Excerpts from a dataset:
-------------------------

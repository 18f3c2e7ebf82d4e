//! Booking request value and its builder.

use chrono::NaiveDate;
use common::{CenterId, CustomerId, ServiceId, TechnicianId, TechnicianSlotId, VehicleId};
use domain::{Money, SlotKey};
use serde::{Deserialize, Serialize};

use crate::error::BookingError;

/// Everything the saga needs, collected once and never changed.
///
/// Built with [`BookingRequest::builder`]; the required fields are only
/// checked by [`validate`](BookingRequest::validate) so that one call can
/// report every missing field at once.
#[derive(Debug, Clone, Default, PartialEq, Eq, Serialize, Deserialize)]
#[serde(rename_all = "camelCase")]
pub struct BookingRequest {
    customer_id: Option<CustomerId>,
    vehicle_id: Option<VehicleId>,
    center_id: Option<CenterId>,
    technician_id: Option<TechnicianId>,
    technician_slot_id: Option<TechnicianSlotId>,
    date: Option<NaiveDate>,
    service_id: Option<ServiceId>,
    notes: Option<String>,
    promotion_code: Option<String>,
    order_amount: Option<Money>,
    holder_token: Option<String>,
}

/// A request that passed validation.
#[derive(Debug, Clone, PartialEq, Eq)]
pub struct ValidatedBooking {
    pub customer_id: CustomerId,
    pub vehicle_id: VehicleId,
    pub slot: SlotKey,
    pub service_id: ServiceId,
    pub notes: Option<String>,
    pub promotion_code: Option<String>,
    pub order_amount: Option<Money>,
    pub holder: String,
}

impl BookingRequest {
    pub fn builder() -> BookingRequestBuilder {
        BookingRequestBuilder::default()
    }

    pub fn customer_id(&self) -> Option<CustomerId> {
        self.customer_id
    }

    pub fn promotion_code(&self) -> Option<&str> {
        self.promotion_code.as_deref()
    }

    /// Checks the required fields, naming every one that is missing.
    pub fn validate(&self) -> Result<ValidatedBooking, BookingError> {
        let mut missing = Vec::new();
        macro_rules! require {
            ($field:ident, $name:literal) => {{
                if self.$field.is_none() {
                    missing.push($name);
                }
                self.$field
            }};
        }

        let customer_id = require!(customer_id, "customerId");
        let vehicle_id = require!(vehicle_id, "vehicleId");
        let center_id = require!(center_id, "centerId");
        let technician_id = require!(technician_id, "technicianId");
        let technician_slot_id = require!(technician_slot_id, "technicianSlotId");
        let date = require!(date, "date");
        let service_id = require!(service_id, "serviceId");

        let (
            Some(customer_id),
            Some(vehicle_id),
            Some(center_id),
            Some(technician_id),
            Some(technician_slot_id),
            Some(date),
            Some(service_id),
        ) = (
            customer_id,
            vehicle_id,
            center_id,
            technician_id,
            technician_slot_id,
            date,
            service_id,
        )
        else {
            return Err(BookingError::Validation { missing });
        };

        let holder = self
            .holder_token
            .as_deref()
            .map(str::trim)
            .filter(|t| !t.is_empty())
            .map(str::to_string)
            .unwrap_or_else(|| format!("customer-{customer_id}"));

        Ok(ValidatedBooking {
            customer_id,
            vehicle_id,
            slot: SlotKey::new(center_id, technician_id, date, technician_slot_id),
            service_id,
            notes: non_blank(self.notes.as_deref()),
            promotion_code: non_blank(self.promotion_code.as_deref()),
            order_amount: self.order_amount,
            holder,
        })
    }
}

fn non_blank(value: Option<&str>) -> Option<String> {
    value
        .map(str::trim)
        .filter(|v| !v.is_empty())
        .map(str::to_string)
}

/// Builder for [`BookingRequest`].
#[derive(Debug, Clone, Default)]
pub struct BookingRequestBuilder {
    request: BookingRequest,
}

impl BookingRequestBuilder {
    pub fn customer_id(mut self, customer_id: CustomerId) -> Self {
        self.request.customer_id = Some(customer_id);
        self
    }

    pub fn vehicle_id(mut self, vehicle_id: VehicleId) -> Self {
        self.request.vehicle_id = Some(vehicle_id);
        self
    }

    /// Sets the center, technician, date and technician slot in one go.
    pub fn slot(mut self, slot: SlotKey) -> Self {
        self.request.center_id = Some(slot.center_id);
        self.request.technician_id = Some(slot.technician_id);
        self.request.date = Some(slot.date);
        self.request.technician_slot_id = Some(slot.technician_slot_id);
        self
    }

    pub fn center_id(mut self, center_id: CenterId) -> Self {
        self.request.center_id = Some(center_id);
        self
    }

    pub fn technician_id(mut self, technician_id: TechnicianId) -> Self {
        self.request.technician_id = Some(technician_id);
        self
    }

    pub fn technician_slot_id(mut self, technician_slot_id: TechnicianSlotId) -> Self {
        self.request.technician_slot_id = Some(technician_slot_id);
        self
    }

    pub fn date(mut self, date: NaiveDate) -> Self {
        self.request.date = Some(date);
        self
    }

    pub fn service_id(mut self, service_id: ServiceId) -> Self {
        self.request.service_id = Some(service_id);
        self
    }

    pub fn notes(mut self, notes: impl Into<String>) -> Self {
        self.request.notes = Some(notes.into());
        self
    }

    pub fn promotion_code(mut self, code: impl Into<String>) -> Self {
        self.request.promotion_code = Some(code.into());
        self
    }

    pub fn order_amount(mut self, amount: Money) -> Self {
        self.request.order_amount = Some(amount);
        self
    }

    /// Identifies the hold owner. Defaults to `customer-{customerId}`.
    pub fn holder_token(mut self, token: impl Into<String>) -> Self {
        self.request.holder_token = Some(token.into());
        self
    }

    pub fn build(self) -> BookingRequest {
        self.request
    }
}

-------------------------

Task instructions
Lines with the string "fields": say how many appear in the entries above, giving the number alone.

Answer to the problem
2